Work order
Return the data that follows exactly. Include every line.

Provided data
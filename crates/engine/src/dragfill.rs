//! Drag-fill controller: extends one cell's value across a row range.
//!
//! Pointer movement only moves the target row and marks the state dirty.
//! Ledger writes happen in `flush`, which the host drives at most once
//! per frame, so a fast drag costs one ledger pass per frame instead of
//! one per pointer event. Backing the drag out of a row restores that
//! row's pre-drag value from a per-drag snapshot captured at first
//! touch.

use gridflux_core::address::{CellAddress, ColumnKey, RowRange};
use gridflux_core::record::RowSet;
use gridflux_core::value::FieldValue;
use rustc_hash::FxHashMap;

use crate::ledger::ChangeLedger;

/// Summary of one applied drag-fill pass.
#[derive(Debug, Clone, PartialEq)]
pub struct DragPass {
    pub column: ColumnKey,
    pub range: RowRange,
    /// Live cells whose value changed during this pass.
    pub cells_changed: usize,
}

/// Fill-handle drag state. At most one drag is active at a time.
#[derive(Debug)]
pub enum DragFill {
    Idle,
    Active {
        column: ColumnKey,
        anchor_row: usize,
        current_row: usize,
        /// Source cell value being extended.
        value: FieldValue,
        /// Pre-drag value of every row the drag has touched.
        snapshot: FxHashMap<usize, FieldValue>,
        /// Range written by the previous flush.
        applied: Option<RowRange>,
        dirty: bool,
    },
}

impl Default for DragFill {
    fn default() -> Self {
        DragFill::Idle
    }
}

impl DragFill {
    pub fn new() -> Self {
        DragFill::Idle
    }

    pub fn is_active(&self) -> bool {
        matches!(self, DragFill::Active { .. })
    }

    pub fn column(&self) -> Option<&ColumnKey> {
        match self {
            DragFill::Active { column, .. } => Some(column),
            DragFill::Idle => None,
        }
    }

    pub fn range(&self) -> Option<RowRange> {
        match self {
            DragFill::Active {
                anchor_row,
                current_row,
                ..
            } => Some(RowRange::new(*anchor_row, *current_row)),
            DragFill::Idle => None,
        }
    }

    /// Start a drag from the fill handle of `(row, column)`. Returns
    /// false (staying idle) when the source row does not exist.
    pub fn begin(&mut self, rows: &RowSet, row: usize, column: ColumnKey) -> bool {
        if rows.get(row).is_none() {
            return false;
        }
        let value = rows.value(row, &column);
        let mut snapshot = FxHashMap::default();
        snapshot.insert(row, value.clone());
        *self = DragFill::Active {
            column,
            anchor_row: row,
            current_row: row,
            value,
            snapshot,
            applied: None,
            dirty: true,
        };
        true
    }

    /// Move the drag target. Cheap: no ledger writes until `flush`.
    /// Returns whether the target actually moved.
    pub fn update(&mut self, target_row: usize) -> bool {
        let DragFill::Active {
            current_row, dirty, ..
        } = self
        else {
            return false;
        };
        if *current_row == target_row {
            return false;
        }
        *current_row = target_row;
        *dirty = true;
        true
    }

    /// Apply coalesced movement: restore rows the drag backed out of,
    /// then fill the current range through the ledger. Returns None when
    /// nothing moved since the last flush.
    pub fn flush(&mut self, rows: &mut RowSet, ledger: &mut ChangeLedger) -> Option<DragPass> {
        let DragFill::Active {
            column,
            anchor_row,
            current_row,
            value,
            snapshot,
            applied,
            dirty,
        } = self
        else {
            return None;
        };
        if !*dirty {
            return None;
        }
        *dirty = false;

        let range = RowRange::new(*anchor_row, *current_row);
        let mut cells_changed = 0;

        if let Some(prev) = *applied {
            for row in prev.rows() {
                if range.contains(row) {
                    continue;
                }
                let Some(before) = snapshot.get(&row).cloned() else {
                    continue;
                };
                // Rows deleted mid-drag no longer have anything to restore.
                if let Ok(true) =
                    ledger.record_edit(rows, CellAddress::new(row, column.clone()), before)
                {
                    cells_changed += 1;
                }
            }
        }

        for row in range.rows() {
            if !snapshot.contains_key(&row) && rows.get(row).is_some() {
                snapshot.insert(row, rows.value(row, column));
            }
        }

        cells_changed += ledger.record_drag_fill(rows, range, column, value).len();
        *applied = Some(range);

        Some(DragPass {
            column: column.clone(),
            range,
            cells_changed,
        })
    }

    /// Reconcile drag state after the host removed a row mid-drag: the
    /// removed row's snapshot entry is dropped, entries and range
    /// endpoints above it shift down one slot. The drag itself continues;
    /// the next flush re-applies the corrected range.
    pub fn reconcile_removed_row(&mut self, row: usize) {
        let DragFill::Active {
            anchor_row,
            current_row,
            snapshot,
            applied,
            dirty,
            ..
        } = self
        else {
            return;
        };
        if *anchor_row > row {
            *anchor_row -= 1;
        }
        if *current_row > row {
            *current_row -= 1;
        }
        snapshot.remove(&row);
        let entries: Vec<(usize, FieldValue)> = snapshot.drain().collect();
        for (r, value) in entries {
            snapshot.insert(if r > row { r - 1 } else { r }, value);
        }
        if let Some(range) = applied {
            let start = if range.start > row { range.start - 1 } else { range.start };
            let end = if range.end > row { range.end - 1 } else { range.end };
            *applied = Some(RowRange::new(start, end));
        }
        *dirty = true;
    }

    /// End the drag: apply any coalesced movement, then return to idle.
    /// Returns the final pass summary, or None if no drag was active.
    pub fn finish(&mut self, rows: &mut RowSet, ledger: &mut ChangeLedger) -> Option<DragPass> {
        let last = self.flush(rows, ledger);
        let state = std::mem::replace(self, DragFill::Idle);
        let DragFill::Active {
            column,
            anchor_row,
            current_row,
            ..
        } = state
        else {
            return None;
        };
        Some(last.unwrap_or_else(|| DragPass {
            column,
            range: RowRange::new(anchor_row, current_row),
            cells_changed: 0,
        }))
    }
}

Answer box
filename crates/engine/src/dragfill.rs
//! Drag-fill controller: extends one cell's value across a row range.
//!
//! Pointer movement only moves the target row and marks the state dirty.
//! Ledger writes happen in `flush`, which the host drives at most once
//! per frame, so a fast drag costs one ledger pass per frame instead of
//! one per pointer event. Backing the drag out of a row restores that
//! row's pre-drag value from a per-drag snapshot captured at first
//! touch.

use gridflux_core::address::{CellAddress, ColumnKey, RowRange};
use gridflux_core::record::RowSet;
use gridflux_core::value::FieldValue;
use rustc_hash::FxHashMap;

use crate::ledger::ChangeLedger;

/// Summary of one applied drag-fill pass.
#[derive(Debug, Clone, PartialEq)]
pub struct DragPass {
    pub column: ColumnKey,
    pub range: RowRange,
    /// Live cells whose value changed during this pass.
    pub cells_changed: usize,
}

/// Fill-handle drag state. At most one drag is active at a time.
#[derive(Debug)]
pub enum DragFill {
    Idle,
    Active {
        column: ColumnKey,
        anchor_row: usize,
        current_row: usize,
        /// Source cell value being extended.
        value: FieldValue,
        /// Pre-drag value of every row the drag has touched.
        snapshot: FxHashMap<usize, FieldValue>,
        /// Range written by the previous flush.
        applied: Option<RowRange>,
        dirty: bool,
    },
}

impl Default for DragFill {
    fn default() -> Self {
        DragFill::Idle
    }
}

impl DragFill {
    pub fn new() -> Self {
        DragFill::Idle
    }

    pub fn is_active(&self) -> bool {
        matches!(self, DragFill::Active { .. })
    }

    pub fn column(&self) -> Option<&ColumnKey> {
        match self {
            DragFill::Active { column, .. } => Some(column),
            DragFill::Idle => None,
        }
    }

    pub fn range(&self) -> Option<RowRange> {
        match self {
            DragFill::Active {
                anchor_row,
                current_row,
                ..
            } => Some(RowRange::new(*anchor_row, *current_row)),
            DragFill::Idle => None,
        }
    }

    /// Start a drag from the fill handle of `(row, column)`. Returns
    /// false (staying idle) when the source row does not exist.
    pub fn begin(&mut self, rows: &RowSet, row: usize, column: ColumnKey) -> bool {
        if rows.get(row).is_none() {
            return false;
        }
        let value = rows.value(row, &column);
        let mut snapshot = FxHashMap::default();
        snapshot.insert(row, value.clone());
        *self = DragFill::Active {
            column,
            anchor_row: row,
            current_row: row,
            value,
            snapshot,
            applied: None,
            dirty: true,
        };
        true
    }

    /// Move the drag target. Cheap: no ledger writes until `flush`.
    /// Returns whether the target actually moved.
    pub fn update(&mut self, target_row: usize) -> bool {
        let DragFill::Active {
            current_row, dirty, ..
        } = self
        else {
            return false;
        };
        if *current_row == target_row {
            return false;
        }
        *current_row = target_row;
        *dirty = true;
        true
    }

    /// Apply coalesced movement: restore rows the drag backed out of,
    /// then fill the current range through the ledger. Returns None when
    /// nothing moved since the last flush.
    pub fn flush(&mut self, rows: &mut RowSet, ledger: &mut ChangeLedger) -> Option<DragPass> {
        let DragFill::Active {
            column,
            anchor_row,
            current_row,
            value,
            snapshot,
            applied,
            dirty,
        } = self
        else {
            return None;
        };
        if !*dirty {
            return None;
        }
        *dirty = false;

        let range = RowRange::new(*anchor_row, *current_row);
        let mut cells_changed = 0;

        if let Some(prev) = *applied {
            for row in prev.rows() {
                if range.contains(row) {
                    continue;
                }
                let Some(before) = snapshot.get(&row).cloned() else {
                    continue;
                };
                // Rows deleted mid-drag no longer have anything to restore.
                if let Ok(true) =
                    ledger.record_edit(rows, CellAddress::new(row, column.clone()), before)
                {
                    cells_changed += 1;
                }
            }
        }

        for row in range.rows() {
            if !snapshot.contains_key(&row) && rows.get(row).is_some() {
                snapshot.insert(row, rows.value(row, column));
            }
        }

        cells_changed += ledger.record_drag_fill(rows, range, column, value).len();
        *applied = Some(range);

        Some(DragPass {
            column: column.clone(),
            range,
            cells_changed,
        })
    }

    /// Reconcile drag state after the host removed a row mid-drag: the
    /// removed row's snapshot entry is dropped, entries and range
    /// endpoints above it shift down one slot. The drag itself continues;
    /// the next flush re-applies the corrected range.
    pub fn reconcile_removed_row(&mut self, row: usize) {
        let DragFill::Active {
            anchor_row,
            current_row,
            snapshot,
            applied,
            dirty,
            ..
        } = self
        else {
            return;
        };
        if *anchor_row > row {
            *anchor_row -= 1;
        }
        if *current_row > row {
            *current_row -= 1;
        }
        snapshot.remove(&row);
        let entries: Vec<(usize, FieldValue)> = snapshot.drain().collect();
        for (r, value) in entries {
            snapshot.insert(if r > row { r - 1 } else { r }, value);
        }
        if let Some(range) = applied {
            let start = if range.start > row { range.start - 1 } else { range.start };
            let end = if range.end > row { range.end - 1 } else { range.end };
            *applied = Some(RowRange::new(start, end));
        }
        *dirty = true;
    }

    /// End the drag: apply any coalesced movement, then return to idle.
    /// Returns the final pass summary, or None if no drag was active.
    pub fn finish(&mut self, rows: &mut RowSet, ledger: &mut ChangeLedger) -> Option<DragPass> {
        let last = self.flush(rows, ledger);
        let state = std::mem::replace(self, DragFill::Idle);
        let DragFill::Active {
            column,
            anchor_row,
            current_row,
            ..
        } = state
        else {
            return None;
        };
        Some(last.unwrap_or_else(|| DragPass {
            column,
            range: RowRange::new(anchor_row, current_row),
            cells_changed: 0,
        }))
    }
}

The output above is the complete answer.